• Task directions:
The response must consist of every record, restated word for word.

• Dataset records:

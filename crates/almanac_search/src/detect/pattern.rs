//! Multi-body aspect patterns (T-Square, Grand Trine, Kite, ...).
//!
//! A pattern is a cyclic sequence of arcs between bodies taken in zodiac
//! order. A k-subset of bodies, sorted by longitude, matches a pattern when
//! for some rotation or reflection of the arc sequence every pairwise
//! separation agrees with the template's within the pattern orb.

use almanac_core::{Body, separation_deg};
use itertools::Itertools;

use crate::event::{ALL_PATTERNS, InstantEvent, PatternKind, PatternPhase, Phenomenon};

/// Previous and current longitude of one body.
#[derive(Debug, Clone, Copy, PartialEq)]
pub struct LongitudeStep {
    pub body: Body,
    pub prev: f64,
    pub cur: f64,
}

/// Whether the longitudes `lons` (any order) form `pattern` within `orb`.
pub fn matches_pattern(pattern: PatternKind, lons: &[f64], orb: f64) -> bool {
    let gaps = pattern.gaps_deg();
    let k = gaps.len();
    if lons.len() != k {
        return false;
    }
    let mut sorted = lons.to_vec();
    sorted.sort_by(f64::total_cmp);

    let reversed: Vec<f64> = gaps.iter().rev().copied().collect();
    [gaps, reversed.as_slice()].into_iter().any(|template| {
        (0..k).any(|rot| {
            // expected positions of the sorted bodies relative to the first
            let mut expected = Vec::with_capacity(k);
            let mut acc = 0.0;
            for i in 0..k {
                expected.push(acc);
                acc += template[(rot + i) % k];
            }
            (0..k).tuple_combinations().all(|(i, j)| {
                let actual = separation_deg(sorted[i], sorted[j]);
                let want = separation_deg(expected[i], expected[j]);
                (actual - want).abs() <= orb
            })
        })
    })
}

/// Patterns forming or dissolving between the previous and current minute.
///
/// Every k-subset of `bodies` is tested against every pattern with k
/// participants. Bodies in events are sorted by their zodiac position at
/// `at`.
pub fn detect_patterns(
    at: almanac_core::Minute,
    bodies: &[LongitudeStep],
    orb: f64,
) -> Vec<InstantEvent> {
    let mut out = Vec::new();
    for pattern in ALL_PATTERNS {
        let k = pattern.body_count();
        if bodies.len() < k {
            continue;
        }
        for subset in bodies.iter().combinations(k) {
            let prev: Vec<f64> = subset.iter().map(|s| s.prev).collect();
            let cur: Vec<f64> = subset.iter().map(|s| s.cur).collect();
            let before = matches_pattern(pattern, &prev, orb);
            let now = matches_pattern(pattern, &cur, orb);
            let phase = match (before, now) {
                (false, true) => PatternPhase::Forms,
                (true, false) => PatternPhase::Dissolves,
                _ => continue,
            };
            let participants: Vec<Body> = subset
                .iter()
                .sorted_by(|a, b| a.cur.total_cmp(&b.cur))
                .map(|s| s.body)
                .collect();
            out.push(InstantEvent::new(
                at,
                Phenomenon::Pattern {
                    pattern,
                    bodies: participants,
                    phase,
                },
            ));
        }
    }
    out
}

• Output of the task:
filename crates/almanac_search/src/detect/pattern.rs
//! Multi-body aspect patterns (T-Square, Grand Trine, Kite, ...).
//!
//! A pattern is a cyclic sequence of arcs between bodies taken in zodiac
//! order. A k-subset of bodies, sorted by longitude, matches a pattern when
//! for some rotation or reflection of the arc sequence every pairwise
//! separation agrees with the template's within the pattern orb.

use almanac_core::{Body, separation_deg};
use itertools::Itertools;

use crate::event::{ALL_PATTERNS, InstantEvent, PatternKind, PatternPhase, Phenomenon};

/// Previous and current longitude of one body.
#[derive(Debug, Clone, Copy, PartialEq)]
pub struct LongitudeStep {
    pub body: Body,
    pub prev: f64,
    pub cur: f64,
}

/// Whether the longitudes `lons` (any order) form `pattern` within `orb`.
pub fn matches_pattern(pattern: PatternKind, lons: &[f64], orb: f64) -> bool {
    let gaps = pattern.gaps_deg();
    let k = gaps.len();
    if lons.len() != k {
        return false;
    }
    let mut sorted = lons.to_vec();
    sorted.sort_by(f64::total_cmp);

    let reversed: Vec<f64> = gaps.iter().rev().copied().collect();
    [gaps, reversed.as_slice()].into_iter().any(|template| {
        (0..k).any(|rot| {
            // expected positions of the sorted bodies relative to the first
            let mut expected = Vec::with_capacity(k);
            let mut acc = 0.0;
            for i in 0..k {
                expected.push(acc);
                acc += template[(rot + i) % k];
            }
            (0..k).tuple_combinations().all(|(i, j)| {
                let actual = separation_deg(sorted[i], sorted[j]);
                let want = separation_deg(expected[i], expected[j]);
                (actual - want).abs() <= orb
            })
        })
    })
}

/// Patterns forming or dissolving between the previous and current minute.
///
/// Every k-subset of `bodies` is tested against every pattern with k
/// participants. Bodies in events are sorted by their zodiac position at
/// `at`.
pub fn detect_patterns(
    at: almanac_core::Minute,
    bodies: &[LongitudeStep],
    orb: f64,
) -> Vec<InstantEvent> {
    let mut out = Vec::new();
    for pattern in ALL_PATTERNS {
        let k = pattern.body_count();
        if bodies.len() < k {
            continue;
        }
        for subset in bodies.iter().combinations(k) {
            let prev: Vec<f64> = subset.iter().map(|s| s.prev).collect();
            let cur: Vec<f64> = subset.iter().map(|s| s.cur).collect();
            let before = matches_pattern(pattern, &prev, orb);
            let now = matches_pattern(pattern, &cur, orb);
            let phase = match (before, now) {
                (false, true) => PatternPhase::Forms,
                (true, false) => PatternPhase::Dissolves,
                _ => continue,
            };
            let participants: Vec<Body> = subset
                .iter()
                .sorted_by(|a, b| a.cur.total_cmp(&b.cur))
                .map(|s| s.body)
                .collect();
            out.push(InstantEvent::new(
                at,
                Phenomenon::Pattern {
                    pattern,
                    bodies: participants,
                    phase,
                },
            ));
        }
    }
    out
}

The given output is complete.